In the David Adjaye-designed Ghana Pavilion at the 58th Venice Biennale in 2019, for instance, nine paintings from the 'Just Amongst Ourselves' series (2019) were hung on ochre walls made from soil imported from Ghana, mirroring the rich shades framing the subjects in each canvas, such as Blue Ink for An Infidel (2019), which portrays a man dressed in a white T-shirt and grey trousers posing elegantly as he emerges from a dark arched doorway.
Meanwhile, in Under-Song for a Cipher at the New Museum (3 May–3 September 2017), figures were captured in 17 paintings made between 2016 and 2017, including Crystals On The Mount (2016), which shows the profile of a smiling woman, whose burnt-orange T-shirt complimented the deep-red walls of the galleries.
At Tate Britain, however, walls have been painted eggshell white—a departure from the colour-filled spaces of recent exhibitions. This neutral backdrop perhaps serves as an embodiment of the studio or the space of the canvas itself, and by association representation and the artist's challenge of it.
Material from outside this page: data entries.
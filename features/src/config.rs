use serde::{Deserialize, Serialize};

use crate::error::FeatureError;

/// Frequency span covered by the mel filter bank.
#[derive(Debug, Clone, Copy, Default, PartialEq, Eq, Serialize, Deserialize)]
#[serde(rename_all = "snake_case")]
pub enum MelRange {
    /// 0–4000 Hz.
    #[default]
    Narrow,
    /// 0–8000 Hz.
    Wide,
}

impl MelRange {
    /// Returns `(low_hz, high_hz)`.
    pub fn bounds(self) -> (f64, f64) {
        match self {
            Self::Narrow => (0.0, 4000.0),
            Self::Wide => (0.0, 8000.0),
        }
    }
}

/// Configures MFCC sequence extraction.
///
/// Defaults follow the phoneme corpus setup: 128-sample windows with 50%
/// overlap, 40 mel banks and 8 kept cepstral coefficients per frame.
#[derive(Debug, Clone, PartialEq, Serialize, Deserialize)]
#[serde(default)]
pub struct FeatureConfig {
    /// Analysis window width in samples; must be a power of two (default: 128).
    pub window_width: usize,
    /// Number of triangular mel filters (default: 40).
    pub banks: usize,
    /// Cepstral coefficients kept per frame (default: 8).
    pub coefficients: usize,
    /// Frame stride is `window_width / interval_div` (default: 2).
    pub interval_div: usize,
    /// Piecewise aggregation factor (default: 2).
    pub paa: usize,
    /// Decimate the signal with `paa` before framing (default: false).
    pub paa_enabled: bool,
    /// Upper bound on frames per sequence; `None` means unlimited.
    pub frame_limit: Option<usize>,
    /// FFT size used to place mel bank edges (default: 512).
    pub nfft: usize,
    /// Input sample rate in Hz (default: 16000).
    pub sample_rate: usize,
    /// Mel bank frequency span (default: narrow, 0–4000 Hz).
    pub mel_range: MelRange,
    /// Derive the delta stream (default: false).
    pub delta: bool,
    /// Derive the delta-delta stream; implies `delta` (default: false).
    pub delta_delta: bool,
    /// Compute per-window descriptors (default: false).
    pub descriptors: bool,
}

impl Default for FeatureConfig {
    fn default() -> Self {
        Self {
            window_width: 128,
            banks: 40,
            coefficients: 8,
            interval_div: 2,
            paa: 2,
            paa_enabled: false,
            frame_limit: None,
            nfft: 512,
            sample_rate: 16000,
            mel_range: MelRange::Narrow,
            delta: false,
            delta_delta: false,
            descriptors: false,
        }
    }
}

impl FeatureConfig {
    /// Parses a config from JSON bytes. Missing fields take their defaults.
    pub fn from_json(data: &[u8]) -> Result<Self, serde_json::Error> {
        serde_json::from_slice(data)
    }

    /// Parses a config from YAML bytes. Missing fields take their defaults.
    pub fn from_yaml(data: &[u8]) -> Result<Self, serde_yaml::Error> {
        serde_yaml::from_slice(data)
    }

    /// Replaces zero values with defaults and checks the remaining invariants.
    pub(crate) fn with_defaults(mut self) -> Result<Self, FeatureError> {
        let def = Self::default();
        if self.window_width == 0 {
            self.window_width = def.window_width;
        }
        if self.banks == 0 {
            self.banks = def.banks;
        }
        if self.coefficients == 0 {
            self.coefficients = def.coefficients;
        }
        if self.interval_div == 0 {
            self.interval_div = def.interval_div;
        }
        if self.paa == 0 {
            self.paa = 1;
        }
        if self.nfft == 0 {
            self.nfft = def.nfft;
        }
        if self.sample_rate == 0 {
            self.sample_rate = def.sample_rate;
        }
        if self.delta_delta {
            self.delta = true;
        }

        if !self.window_width.is_power_of_two() || self.window_width < 2 {
            return Err(FeatureError::InvalidConfig(format!(
                "window_width must be a power of two >= 2, got {}",
                self.window_width
            )));
        }
        if self.coefficients > self.banks {
            return Err(FeatureError::InvalidConfig(format!(
                "coefficients ({}) exceeds banks ({})",
                self.coefficients, self.banks
            )));
        }
        if self.interval_div > self.window_width {
            return Err(FeatureError::InvalidConfig(format!(
                "interval_div ({}) exceeds window_width ({})",
                self.interval_div, self.window_width
            )));
        }
        Ok(self)
    }

    /// Frame stride for overlapping framing.
    pub fn hop(&self) -> usize {
        (self.window_width / self.interval_div.max(1)).max(1)
    }
}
In the exhibition catalogue, Isabella Maidment writes about a young man dressed in white standing against a white background suggestive of a studio wall in For The Sake Of Angels (2018). 'Other than the shadow of his profile there is nothing to place this man either in space, or in time—at least nowhere specific in the past century.'5
1 Lynette Yiadom-Boakye: Fly In League With The Night (18 November 2020–9 May 2021), Tate Britain, exhibition guide, https://www.tate.org.uk/whats-on/tate-britain/exhibition/lynette-yiadom-boakye/exhibition-guide
2 Isabella Maidment, 'The Power of Invention', in Lynette Yiadom-Boakye: Fly In League With The Night, exhibition catalogue edited by Maidment, Isabella and Schlieker, Andreaeds (Tate Publishing, 2020), p.50.
3 Lynette Yiadom-Boakye, with contributions by Naomi Beckwith, Donatien Grau, Jennifer Higgie and Lynette Yiadom-Boakye, (New York: Prestel, 2014), p106.
4 Andrea Schlieker, 'The Paintings of Lynette Yiadom-Boakye' in Lynette Yiadom-Boakye: Fly In League With The Night, exhibition catalogue edited by Maidment, Isabella and Schlieker, Andreaeds (Tate Publishing, 2020), p.16.
5 Isabella Maidment, 'The Power of Invention', in Lynette Yiadom-Boakye: Fly In League With The Night, exhibition catalogue edited by Maidment, Isabella and Schlieker, Andreaeds (Tate Publishing, 2020), p. 49.